I started thinking a little more about my twisted political theory a few days ago while listening to a lecture on Roman emperors by Professor Garrett G. Fagan. The lecture series is available through the King County Library System and is very good.
Here’s how I connected the dots. This isn’t completely whacky, only partially, so hold the lock-me-up keys in Black Diamond until I’m done.
During the past 10 years or so I have written about a couple of the more controversial land battles in the state. First was Cascadia in Pierce County south of Bonney Lake, now called Tehaleh, and the second, the two YarrowBay master planned developments in Black Diamond.
Fagan said something that made the lights flicker in my dusty brain. He began talking about the seeds of destruction that took down the Roman republic.
He described one theory from Ronald Syme’s 1939 book, “The Roman Revolution.” Fagan said Syme believed the Roman republic was “ripped to pieces by self-serving Roman aristocrats who paid lip service to highfalutin ideals, but were seeking nothing but their own dominance.”
Fagen argued that while Syme’s point is valid, he believes the seeds of the Roman republic’s destruction were in its “normal functioning.”
“The Roman republic didn’t collapse or fall apart,” Fagen said. “It committed suicide.”
Fagen said the inciting incident was a battle over a proposed land use law by a tribune of the plebs (or regular guy Romans).
His name was Tiberius Gracchus. (Don’t you just love that name? We need names like that in our communities.)
Tiberius proposed a land use law that made a bunch of senators and landholders start sweating up their togas.
Without getting too technical, he wanted to reallocate public land to the homeless and soldiers who had fought for Rome. The soldiers had lost their land holdings because they were out marching around eating bad food and singing dumb Latin songs. When they returned from soldier singing, many of them were homeless.
The senators said the problem was the way he went about proposing the land law as a plebeian.
“He bypassed the senate entirely and proposed his bill directly to the assembly of the plebs, as tribunes had the technical right,” Fagan said.
Technically, Tiberius could do this, but it violated the unwritten Roman tradition that allowed aristocrats and senators to keep grabbing land. Not a healthy thing to do.
The senators decided the remedy was to grab some table legs and clubs, beat Tiberius to death and throw him in the Tiber River. His brother and many friends met a similar fate.
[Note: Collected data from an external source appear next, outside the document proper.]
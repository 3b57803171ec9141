//! # lws-baseline
//!
//! Baseline storage for the local workspace engine.
//!
//! A baseline is the pristine content of a workspace file as last fetched
//! from the server. Baselines are keyed by a GUID and live in a `.lws`
//! folder at the root of each mapped partition, falling back to the
//! workspace metadata directory when no partition folder is usable.
//!
//! ## Directory Layout
//!
//! ```text
//! /work/.lws/
//! └── 0..15/                               # guid byte 0 mod 16
//!     └── 3f2504e0-4f89-11d3-9a0c-0305e82c3301.gz   # compressed
//!     └── 3f2504e0-4f89-11d3-9a0c-0305e82c3301.rw   # raw
//! ```
//!
//! Content is verified against a 16-byte hash (truncated BLAKE3) and the
//! uncompressed length when it is copied back into the workspace.

mod folder;
mod store;
mod workers;

pub use folder::{BaselineFolder, BaselineFolderState, BASELINE_FOLDER_NAME, PARTITION_COUNT};
pub use store::{BaselineStore, MaintenanceReport, StoredBaseline};
pub use uuid::Uuid;
pub use workers::{
    BaselineDownloader, BaselineRequest, BaselineWorkers, BatchReport, CancelToken,
};

use std::io;
use std::path::PathBuf;

use thiserror::Error;

/// Content hash recorded for every baseline (16 bytes).
pub type ContentHash = [u8; 16];

/// Length marker meaning "do not check the length".
pub const UNKNOWN_LENGTH: i64 = -1;

/// Errors that can occur during baseline operations
#[derive(Error, Debug)]
pub enum BaselineError {
    #[error("I/O error: {0}")]
    Io(#[from] io::Error),

    #[error("Baseline missing for {}", target.display())]
    Missing { target: PathBuf },

    #[error("Baseline corrupt for {}: {reason}", target.display())]
    Corrupt { target: PathBuf, reason: String },

    #[error("Baseline processing canceled")]
    Canceled,

    #[error("Thread pool error: {0}")]
    ThreadPool(String),
}

pub type Result<T> = std::result::Result<T, BaselineError>;

/// Compute the content hash of the given bytes.
#[inline]
pub fn compute_hash(data: &[u8]) -> ContentHash {
    let mut hasher = ContentHasher::new();
    hasher.update(data);
    hasher.finalize()
}

/// Convert a hash to its hex string representation.
#[inline]
pub fn hash_to_hex(hash: &ContentHash) -> String {
    hex::encode(hash)
}

/// Incremental content hasher used while streaming baselines.
#[derive(Default)]
pub struct ContentHasher(blake3::Hasher);

impl ContentHasher {
    pub fn new() -> Self {
        Self(blake3::Hasher::new())
    }

    pub fn update(&mut self, data: &[u8]) {
        self.0.update(data);
    }

    pub fn finalize(&self) -> ContentHash {
        let full = self.0.finalize();
        let mut out = [0u8; 16];
        out.copy_from_slice(&full.as_bytes()[..16]);
        out
    }
}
The Romans had a way of settling a constitutional question.
I imagine some senator whispered to him right before whacking him, “Nothing personal, Tiby, nothing personal.” The story goes he was hit first by his closest friend – very Roman.
What intrigued me was the inciting incident on the day Tiberius died began with a battle over land. We have been fighting over land use for thousands of years and we continue to this day.
Fortunately, we seldom see table legs used today, but the battles in communities and countries are always intensely personal, and it should be if it matters.
In Black Diamond the change of government proposition is a land use battle by other means. The day the pilgrims set foot on the future American soil was the first day of a land war that continues in communities today in many forms.
Black Diamond has an important decision to make on Election Day. That is evident from the passion shown on both sides of the issue.
When comes down to checking the box, each voter must decide if this is a true call for a better government, or an attempt to overturn a previous election.
Is it a black bird or an angel... or some of both?